Records contained in a dataset:

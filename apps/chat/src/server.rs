//! # Chat Server
//!
//! A TCP server that accepts any number of clients and relays their
//! messages through a shared [`Room`].
//!
//! Each connection runs in its own task and owns:
//! - the framed socket (one JSON command per line)
//! - the receiving half of an unbounded outbox, into which other
//!   connections push broadcasts
//!
//! The sending halves of all outboxes live in the [`Hub`] next to the room,
//! behind one `tokio::sync::Mutex`.

use crate::error::Result;
use chat_core::{
    ClientCommand, DEFAULT_HISTORY_LIMIT, DEFAULT_PORT, Delivery, ERROR_REPLY, MAX_LINE_LENGTH,
    Room, ServerCommand, decode_client, encode,
};
use futures::{SinkExt, StreamExt};
use std::collections::BTreeMap;
use std::future::Future;
use std::net::{IpAddr, Ipv4Addr, SocketAddr};
use std::sync::Arc;
use tokio::net::{TcpListener, TcpStream};
use tokio::sync::{Mutex, mpsc};
use tokio_util::codec::{Framed, LinesCodec, LinesCodecError};
use tracing::{Instrument, Span, debug, field, info, info_span, warn};

type Transport = Framed<TcpStream, LinesCodec>;
type Outbox = mpsc::UnboundedSender<ServerCommand>;
type Inbox = mpsc::UnboundedReceiver<ServerCommand>;
type SharedHub = Arc<Mutex<Hub>>;

// =============================================================================
// CONFIGURATION
// =============================================================================

/// Server settings, filled from the CLI.
#[derive(Debug, Clone, PartialEq, Eq)]
pub struct ServerConfig {
    /// Address to listen on.
    pub bind: IpAddr,
    /// Port to listen on. Zero picks a free port.
    pub port: u16,
    /// Room name announced to clients.
    pub name: String,
    /// Number of messages replayed to newcomers.
    pub history_limit: usize,
    /// Longest accepted line in bytes.
    pub max_line_length: usize,
}

impl Default for ServerConfig {
    fn default() -> Self {
        Self {
            bind: IpAddr::V4(Ipv4Addr::UNSPECIFIED),
            port: DEFAULT_PORT,
            name: "Chat".to_string(),
            history_limit: DEFAULT_HISTORY_LIMIT,
            max_line_length: MAX_LINE_LENGTH,
        }
    }
}

// =============================================================================
// HUB (ROOM + OUTBOXES)
// =============================================================================

/// The room together with the send halves of every connection's outbox.
struct Hub {
    room: Room,
    outboxes: BTreeMap<SocketAddr, Outbox>,
}

impl Hub {
    fn register(&mut self, addr: SocketAddr, outbox: Outbox) {
        self.room.join(addr);
        self.outboxes.insert(addr, outbox);
    }

    fn unregister(&mut self, addr: SocketAddr) {
        self.outboxes.remove(&addr);
        let deliveries = self.room.leave(addr);
        self.route(deliveries);
    }

    /// Apply a decoded command and return what must be written back to the
    /// sender directly.
    fn apply(&mut self, addr: SocketAddr, command: ClientCommand) -> Result<Vec<ServerCommand>> {
        let deliveries = match command {
            ClientCommand::SetName(name) => {
                let deliveries = self.room.set_name(addr, &name)?;
                if let Some(name) = self.room.name_of(&addr)
                    && !deliveries.is_empty()
                {
                    Span::current().record("user", name);
                    info!(user = %name, "set name");
                }
                deliveries
            }
            ClientCommand::SendMessage(message) => {
                let text = message.to_string();
                let deliveries = self.room.post(addr, message)?;
                if !deliveries.is_empty() {
                    debug!(message = %text, "message");
                }
                deliveries
            }
        };
        Ok(self.route(deliveries))
    }

    /// Push broadcasts to every outbox; hand back the direct replies.
    ///
    /// Chat lines skip peers without a name. They get those lines from the
    /// history replay once they pick one.
    fn route(&self, deliveries: Vec<Delivery>) -> Vec<ServerCommand> {
        let mut direct = Vec::new();
        for delivery in deliveries {
            match delivery {
                Delivery::Broadcast(command) => {
                    let chat_line = matches!(command, ServerCommand::UserMessage(..));
                    for (addr, outbox) in &self.outboxes {
                        if chat_line && self.room.name_of(addr).is_none() {
                            continue;
                        }
                        // A closed outbox belongs to a connection that is
                        // already unregistering.
                        let _ = outbox.send(command.clone());
                    }
                }
                Delivery::Direct(command) => direct.push(command),
            }
        }
        direct
    }
}

// =============================================================================
// SERVER
// =============================================================================

/// The chat server.
pub struct Server {
    listener: TcpListener,
    hub: SharedHub,
    name: String,
    max_line_length: usize,
}

impl Server {
    /// Bind the listening socket.
    pub async fn bind(config: ServerConfig) -> Result<Self> {
        let listener = TcpListener::bind((config.bind, config.port)).await?;
        let hub = Hub {
            room: Room::new(config.name.clone(), config.history_limit),
            outboxes: BTreeMap::new(),
        };
        Ok(Self {
            listener,
            hub: Arc::new(Mutex::new(hub)),
            name: config.name,
            max_line_length: config.max_line_length,
        })
    }

    /// The address actually bound, useful when the port was zero.
    pub fn local_addr(&self) -> Result<SocketAddr> {
        Ok(self.listener.local_addr()?)
    }

    /// Accept connections forever.
    pub async fn run(self) -> Result<()> {
        self.run_until(std::future::pending()).await
    }

    /// Accept connections until `shutdown` completes.
    ///
    /// Connection tasks already running are left to the runtime.
    pub async fn run_until(self, shutdown: impl Future<Output = ()>) -> Result<()> {
        tokio::pin!(shutdown);
        info!(addr = %self.local_addr()?, name = %self.name, "listening");

        loop {
            tokio::select! {
                () = &mut shutdown => {
                    info!("shutting down");
                    return Ok(());
                }
                accepted = self.listener.accept() => {
                    let (stream, addr) = match accepted {
                        Ok(accepted) => accepted,
                        Err(e) => {
                            warn!(error = %e, "accept failed");
                            continue;
                        }
                    };
                    let hub = Arc::clone(&self.hub);
                    let max_line_length = self.max_line_length;
                    let span = info_span!("conn", peer = %addr, user = field::Empty);
                    tokio::spawn(
                        async move {
                            if let Err(e) = handle(stream, addr, hub, max_line_length).await {
                                warn!(error = %e, "connection closed with error");
                            }
                        }
                        .instrument(span),
                    );
                }
            }
        }
    }
}

// =============================================================================
// CONNECTION HANDLING
// =============================================================================

/// Register the peer, serve it until it goes away, then unregister it.
async fn handle(
    stream: TcpStream,
    addr: SocketAddr,
    hub: SharedHub,
    max_line_length: usize,
) -> Result<()> {
    let mut transport = Framed::new(stream, LinesCodec::new_with_max_length(max_line_length));
    let (outbox, mut inbox) = mpsc::unbounded_channel();
    hub.lock().await.register(addr, outbox);
    info!("joined");

    let result = serve(&mut transport, &mut inbox, addr, &hub).await;

    hub.lock().await.unregister(addr);
    info!("left");
    result
}

/// Poll the outbox and the socket until the client disconnects.
async fn serve(
    transport: &mut Transport,
    inbox: &mut Inbox,
    addr: SocketAddr,
    hub: &SharedHub,
) -> Result<()> {
    // After a codec error the framed stream yields one `None` before it
    // resumes reading; that one is not an EOF.
    let mut paused = false;

    loop {
        tokio::select! {
            Some(command) = inbox.recv() => {
                send(transport, &command).await?;
            }
            frame = transport.next() => match frame {
                None if paused => paused = false,
                None => return Ok(()),
                Some(Ok(line)) => match decode_client(&line) {
                    Ok(command) => {
                        let direct = hub.lock().await.apply(addr, command)?;
                        for command in &direct {
                            send(transport, command).await?;
                        }
                    }
                    Err(e) => {
                        warn!(error = %e, "undecodable command");
                        send(transport, &ServerCommand::Error(ERROR_REPLY.to_string())).await?;
                    }
                },
                Some(Err(LinesCodecError::MaxLineLengthExceeded)) => {
                    warn!("line too long");
                    paused = true;
                    send(transport, &ServerCommand::Error(ERROR_REPLY.to_string())).await?;
                }
                Some(Err(LinesCodecError::Io(e))) => return Err(e.into()),
            }
        }
    }
}

async fn send(transport: &mut Transport, command: &ServerCommand) -> Result<()> {
    transport.send(encode(command)?).await?;
    Ok(())
}
//! Logging setup for the `chat` binary.

use tracing::dispatcher;
use tracing_subscriber::EnvFilter;

/// Where log lines go.
#[derive(Debug, Clone, Copy, PartialEq, Eq)]
pub enum LogOutput {
    /// Human readable lines on stderr.
    Stderr,
    /// Nothing; used while the terminal UI owns the screen.
    Off,
}

/// Install the global subscriber once.
///
/// `RUST_LOG` wins over `default_directive` when set.
pub fn init_once(default_directive: &str, output: LogOutput) {
    // Skip init if has been set
    if dispatcher::has_been_set() || output == LogOutput::Off {
        return;
    }

    let filter = EnvFilter::try_from_default_env()
        .unwrap_or_else(|_| EnvFilter::new(default_directive));

    let _ = tracing_subscriber::fmt()
        .with_env_filter(filter)
        .with_writer(std::io::stderr)
        .with_target(false)
        .try_init();
}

Work order: Return every line from the entries above that includes the word "route".

Answer to this problem:
        self.route(deliveries);
        Ok(self.route(deliveries))
    fn route(&self, deliveries: Vec<Delivery>) -> Vec<ServerCommand> {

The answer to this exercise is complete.